Looks like a college players union is here

Submitted by Wolverine Devotee on

All over twitter. CAPA apparently won their court case over northwestern at the NLRB.

I don't even know what to say. I fear for the future landscape of college athletics.

falco_alba15

March 27th, 2014 at 10:07 AM ^

Is that the players have already been given opportunities for an education that ordinary people cannot receive based on their ability to do something else. The University does not HAVE to bend their rigorous academic standards for them, they choose to. And seeing as how 95% of all athletic departments lose money and it has to be subsidized from the tuition of the non-athletes, the university is not benefiting from their athletic department. They choose to be DI and offer scholarships. They could be DIII, where the athletes play without athletic compensation and have to get into school per the requirements of the school, not the NCAA.

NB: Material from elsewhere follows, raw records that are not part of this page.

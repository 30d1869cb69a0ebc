//! Pipeline counters and timers.
//!
//! [`PipelineMetrics`] is a fixed-cardinality, lock-free counter block: every
//! label is a closed enum, every slot an atomic.  It never stores transcribed
//! text.  Readers take a [`MetricsSnapshot`] for logging and assertions.

use std::sync::atomic::{AtomicU64, Ordering};
use std::time::Duration;

use crate::reconcile::ReconcileStrategy;
use crate::stt::{EngineSlot, SourceLabel};

// ---------------------------------------------------------------------------
// FailureLabel
// ---------------------------------------------------------------------------

/// Reason label on `engine.failure_total`.
#[derive(Debug, Clone, Copy, PartialEq, Eq, Hash)]
pub enum FailureLabel {
    TranscriptionError,
    UnexpectedError,
    ConcurrencyLimit,
    Timeout,
    InitFailure,
    WatchdogCooldown,
}

impl FailureLabel {
    pub const ALL: [FailureLabel; 6] = [
        FailureLabel::TranscriptionError,
        FailureLabel::UnexpectedError,
        FailureLabel::ConcurrencyLimit,
        FailureLabel::Timeout,
        FailureLabel::InitFailure,
        FailureLabel::WatchdogCooldown,
    ];

    pub fn as_str(self) -> &'static str {
        match self {
            FailureLabel::TranscriptionError => "transcription_error",
            FailureLabel::UnexpectedError => "unexpected_error",
            FailureLabel::ConcurrencyLimit => "concurrency_limit",
            FailureLabel::Timeout => "timeout",
            FailureLabel::InitFailure => "init_failure",
            FailureLabel::WatchdogCooldown => "watchdog_cooldown",
        }
    }

    fn index(self) -> usize {
        match self {
            FailureLabel::TranscriptionError => 0,
            FailureLabel::UnexpectedError => 1,
            FailureLabel::ConcurrencyLimit => 2,
            FailureLabel::Timeout => 3,
            FailureLabel::InitFailure => 4,
            FailureLabel::WatchdogCooldown => 5,
        }
    }
}

fn source_index(label: SourceLabel) -> usize {
    match label {
        SourceLabel::Primary => 0,
        SourceLabel::Secondary => 1,
        SourceLabel::Reconciled => 2,
    }
}

fn slot_index(slot: EngineSlot) -> usize {
    match slot {
        EngineSlot::Primary => 0,
        EngineSlot::Secondary => 1,
    }
}

fn strategy_index(strategy: ReconcileStrategy) -> usize {
    match strategy {
        ReconcileStrategy::Simple => 0,
        ReconcileStrategy::Confidence => 1,
        ReconcileStrategy::Overlap => 2,
    }
}

// ---------------------------------------------------------------------------
// PipelineMetrics
// ---------------------------------------------------------------------------

/// Counters/timers for the transcription pipeline.
///
/// - `engine.success_total{engine}` / `engine.latency{engine}` (ns)
/// - `engine.failure_total{engine, reason}`
/// - `reconcile.strategy_total{strategy}`
/// - `reconcile.selected_total{engine}`
#[derive(Debug, Default)]
pub struct PipelineMetrics {
    success_total: [AtomicU64; 3],
    latency_ns_total: [AtomicU64; 3],
    failure_total: [[AtomicU64; 6]; 3],
    strategy_total: [AtomicU64; 3],
    selected_total: [AtomicU64; 2],
}

impl PipelineMetrics {
    pub fn new() -> Self {
        Self::default()
    }

    /// One successful transcription with its wall-clock duration.
    pub fn record_success(&self, source: SourceLabel, elapsed: Duration) {
        self.success_total[source_index(source)].fetch_add(1, Ordering::Relaxed);
        self.latency_ns_total[source_index(source)]
            .fetch_add(elapsed.as_nanos() as u64, Ordering::Relaxed);
    }

    /// One failed transcription with its reason label.
    pub fn record_failure(&self, source: SourceLabel, reason: FailureLabel) {
        self.failure_total[source_index(source)][reason.index()].fetch_add(1, Ordering::Relaxed);
    }

    /// One reconciliation run: which strategy ran, and whose result it chose.
    pub fn record_reconcile(&self, strategy: ReconcileStrategy, selected: EngineSlot) {
        self.strategy_total[strategy_index(strategy)].fetch_add(1, Ordering::Relaxed);
        self.selected_total[slot_index(selected)].fetch_add(1, Ordering::Relaxed);
    }

    /// Consistent point-in-time copy of every counter.
    pub fn snapshot(&self) -> MetricsSnapshot {
        MetricsSnapshot {
            success_total: std::array::from_fn(|i| self.success_total[i].load(Ordering::Relaxed)),
            latency_ns_total: std::array::from_fn(|i| {
                self.latency_ns_total[i].load(Ordering::Relaxed)
            }),
            failure_total: std::array::from_fn(|i| {
                std::array::from_fn(|j| self.failure_total[i][j].load(Ordering::Relaxed))
            }),
            strategy_total: std::array::from_fn(|i| self.strategy_total[i].load(Ordering::Relaxed)),
            selected_total: std::array::from_fn(|i| self.selected_total[i].load(Ordering::Relaxed)),
        }
    }
}

// ---------------------------------------------------------------------------
// MetricsSnapshot
// ---------------------------------------------------------------------------

/// Plain-data copy of the counters, safe to hold across awaits and assert on.
#[derive(Debug, Clone, PartialEq, Eq)]
pub struct MetricsSnapshot {
    success_total: [u64; 3],
    latency_ns_total: [u64; 3],
    failure_total: [[u64; 6]; 3],
    strategy_total: [u64; 3],
    selected_total: [u64; 2],
}

impl MetricsSnapshot {
    pub fn success_total(&self, source: SourceLabel) -> u64 {
        self.success_total[source_index(source)]
    }

    pub fn latency_ns_total(&self, source: SourceLabel) -> u64 {
        self.latency_ns_total[source_index(source)]
    }

    pub fn failure_total(&self, source: SourceLabel, reason: FailureLabel) -> u64 {
        self.failure_total[source_index(source)][reason.index()]
    }

    /// All failures for one engine label, across reasons.
    pub fn failures_for(&self, source: SourceLabel) -> u64 {
        self.failure_total[source_index(source)].iter().sum()
    }

    pub fn strategy_total(&self, strategy: ReconcileStrategy) -> u64 {
        self.strategy_total[strategy_index(strategy)]
    }

    pub fn selected_total(&self, slot: EngineSlot) -> u64 {
        self.selected_total[slot_index(slot)]
    }
}

// ---------------------------------------------------------------------------
// Tests
// ---------------------------------------------------------------------------

#[cfg(test)]
mod tests {
    use super::*;

    #[test]
    fn success_counts_and_latency_accumulate() {
        let m = PipelineMetrics::new();
        m.record_success(SourceLabel::Primary, Duration::from_millis(20));
        m.record_success(SourceLabel::Primary, Duration::from_millis(30));
        m.record_success(SourceLabel::Reconciled, Duration::from_millis(5));

        let snap = m.snapshot();
        assert_eq!(snap.success_total(SourceLabel::Primary), 2);
        assert_eq!(snap.success_total(SourceLabel::Secondary), 0);
        assert_eq!(snap.success_total(SourceLabel::Reconciled), 1);
        assert_eq!(
            snap.latency_ns_total(SourceLabel::Primary),
            Duration::from_millis(50).as_nanos() as u64
        );
    }

    #[test]
    fn failure_counts_are_per_reason() {
        let m = PipelineMetrics::new();
        m.record_failure(SourceLabel::Reconciled, FailureLabel::TranscriptionError);
        m.record_failure(SourceLabel::Reconciled, FailureLabel::TranscriptionError);
        m.record_failure(SourceLabel::Primary, FailureLabel::ConcurrencyLimit);

        let snap = m.snapshot();
        assert_eq!(
            snap.failure_total(SourceLabel::Reconciled, FailureLabel::TranscriptionError),
            2
        );
        assert_eq!(
            snap.failure_total(SourceLabel::Primary, FailureLabel::ConcurrencyLimit),
            1
        );
        assert_eq!(
            snap.failure_total(SourceLabel::Primary, FailureLabel::Timeout),
            0
        );
        assert_eq!(snap.failures_for(SourceLabel::Reconciled), 2);
    }

    #[test]
    fn reconcile_counters() {
        let m = PipelineMetrics::new();
        m.record_reconcile(ReconcileStrategy::Simple, EngineSlot::Secondary);
        m.record_reconcile(ReconcileStrategy::Overlap, EngineSlot::Primary);

        let snap = m.snapshot();
        assert_eq!(snap.strategy_total(ReconcileStrategy::Simple), 1);
        assert_eq!(snap.strategy_total(ReconcileStrategy::Overlap), 1);
        assert_eq!(snap.strategy_total(ReconcileStrategy::Confidence), 0);
        assert_eq!(snap.selected_total(EngineSlot::Secondary), 1);
        assert_eq!(snap.selected_total(EngineSlot::Primary), 1);
    }

    #[test]
    fn labels_are_low_cardinality_constants() {
        for label in FailureLabel::ALL {
            assert!(!label.as_str().is_empty());
            assert!(!label.as_str().contains(' '));
        }
    }

    #[test]
    fn metrics_are_shareable_across_threads() {
        use std::sync::Arc;
        let m = Arc::new(PipelineMetrics::new());
        let handles: Vec<_> = (0..4)
            .map(|_| {
                let m = Arc::clone(&m);
                std::thread::spawn(move || {
                    for _ in 0..100 {
                        m.record_success(SourceLabel::Primary, Duration::from_nanos(1));
                    }
                })
            })
            .collect();
        for h in handles {
            h.join().unwrap();
        }
        assert_eq!(m.snapshot().success_total(SourceLabel::Primary), 400);
    }
}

What the 20 starlets want is a piece of the pie that is media revenue. At the expense of the non-profit sports. Do you know that the majority of female athletes have partial scholarships and supplement their athletic scholarships with academic ones, meaning that they had to qualify for academics as well as athletics? What about the baseball players that went to college instead of the minor leagues because they wanted a college degree? Or wrestling, which focused on Olympic aspirations, like track and field? The profitable sports HAPPEN to be football and basketball, the two sports that have taken advantage of the NCAA requirements and profited off of their popularity, but if the starlets get what they want, the 500+ athletes who are going to school on scholarship and the thousands of athletes who aspire to play Division 1 ball won't get to do that anymore.

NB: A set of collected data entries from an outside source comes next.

//! The central transcription policy.
//!
//! [`TranscriptionOrchestrator::transcribe`] turns one captured clip into
//! exactly one [`TranscriptionCompletedEvent`] — always, even when everything
//! below it fails (the event then carries empty text).  Engine errors never
//! escape: they become metrics, failure events for the watchdog, and empty
//! publications.
//!
//! Execution strategies:
//!
//! - **single** — one engine, chosen by preference, health, and watchdog
//!   state.
//! - **smart** — single first; a below-threshold primary answer is discarded
//!   and the secondary engine re-answers under the reconcile deadline.  When
//!   that upgrade fails, the discarded low-confidence text stays discarded:
//!   the published result is empty.
//! - **dual** — both engines in parallel, merged by the configured
//!   reconciler.

use std::sync::Arc;
use std::time::{Duration, Instant};

use serde::{Deserialize, Serialize};

use crate::audio::{AudioValidator, PcmClip};
use crate::events::{EventBus, TranscriptionCompletedEvent};
use crate::metrics::{FailureLabel, PipelineMetrics};
use crate::reconcile::Reconciler;
use crate::stt::{
    EngineError, EngineSlot, FailKind, ParallelError, ParallelTranscriber, SourceLabel,
    Transcription, TranscribeEngine,
};
use crate::watchdog::EngineWatchdog;

use super::timing::{with_paragraph_break, TimingCoordinator};

// ---------------------------------------------------------------------------
// OrchestrationMode
// ---------------------------------------------------------------------------

/// Which execution strategy `transcribe` uses.
#[derive(Debug, Clone, Copy, PartialEq, Eq, Serialize, Deserialize)]
#[serde(rename_all = "lowercase")]
pub enum OrchestrationMode {
    /// One engine only.
    Single,
    /// One engine, upgrading to dual when the primary's confidence is low.
    Smart,
    /// Both engines plus the reconciler on every clip.
    Dual,
}

/// Orchestrator tuning, distilled from [`crate::config::AppConfig`].
#[derive(Debug, Clone)]
pub struct OrchestratorConfig {
    pub mode: OrchestrationMode,
    /// Engine preferred in single/smart mode.
    pub preferred: EngineSlot,
    /// Gate on reconciliation; `false` forces single mode.
    pub reconciliation_enabled: bool,
    /// Smart-upgrade trigger: primary confidence below this re-runs dual.
    pub confidence_threshold: f32,
    /// Wall-clock deadline for dual transcription.
    pub parallel_timeout: Duration,
}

The NCAA needs to tighten the rules in some areas, but these athletes don't need to be paid directly. They could choose to sit on their behinds for 1/3 years until they are eligible for the draft. They don't, and they get compensated approximately 90,000 a year for it.

Carcajous

March 27th, 2014 at 1:44 PM ^

All of this will be collectively bargained by those designated as emplyees by the NLRB.  They are employees.  Nothing you wrote contradicts that.  You just seem to think they are already fairly compensated.  The players don't think that.  Fine.  Let's negotiate.....

Ed Shuttlesworth

March 27th, 2014 at 10:12 AM ^

Yes, under the current model the players are "employees."  No question about it.

The way around that is to make them more like the graduate teachers in the Brown case from 2004, where they're primarily students, not primarily football players and thus, as the NLRB said, not "employees.".  To do that, you'd probably have to cut their football-related activities to something like 10-20 hours per week, all-in and they'd have to be actual students, who show up to all their classes, do all their homework, etc.  Coaches would have to dramatically pare back their control of the players' lives to not much more than what is necessary to organize the activity -- set practice times and set travel times.

That's the model I'd prefer, but there's virtually no chance it would ever happen.

The inherent contradictions and the corruption in the system have finally caught up to it.  The ultimate cause was the adults in the system -- the presidents, ADs, administrators, coaches, bowl heads, etc. -- becoming greedy pigs.  There was no reason they had to fully "monetize" the "brand" and squeeze literally every last dollar out of it and hog all those dollars for themselves -- and they didn't do that for decades -- but that they did. 

So it wasn't the players who killed college football as we knew it; it was people like Jim Delaney and Dave Brandon.

poseidon7902

March 27th, 2014 at 2:14 PM ^

I wonder if this will have any impact on schools like Michigan that stand behind their scholarship offers no matter what the outcome of talent is.  If you ask me, if you call yourself an employee, then you better be prepared to be treated like an employee.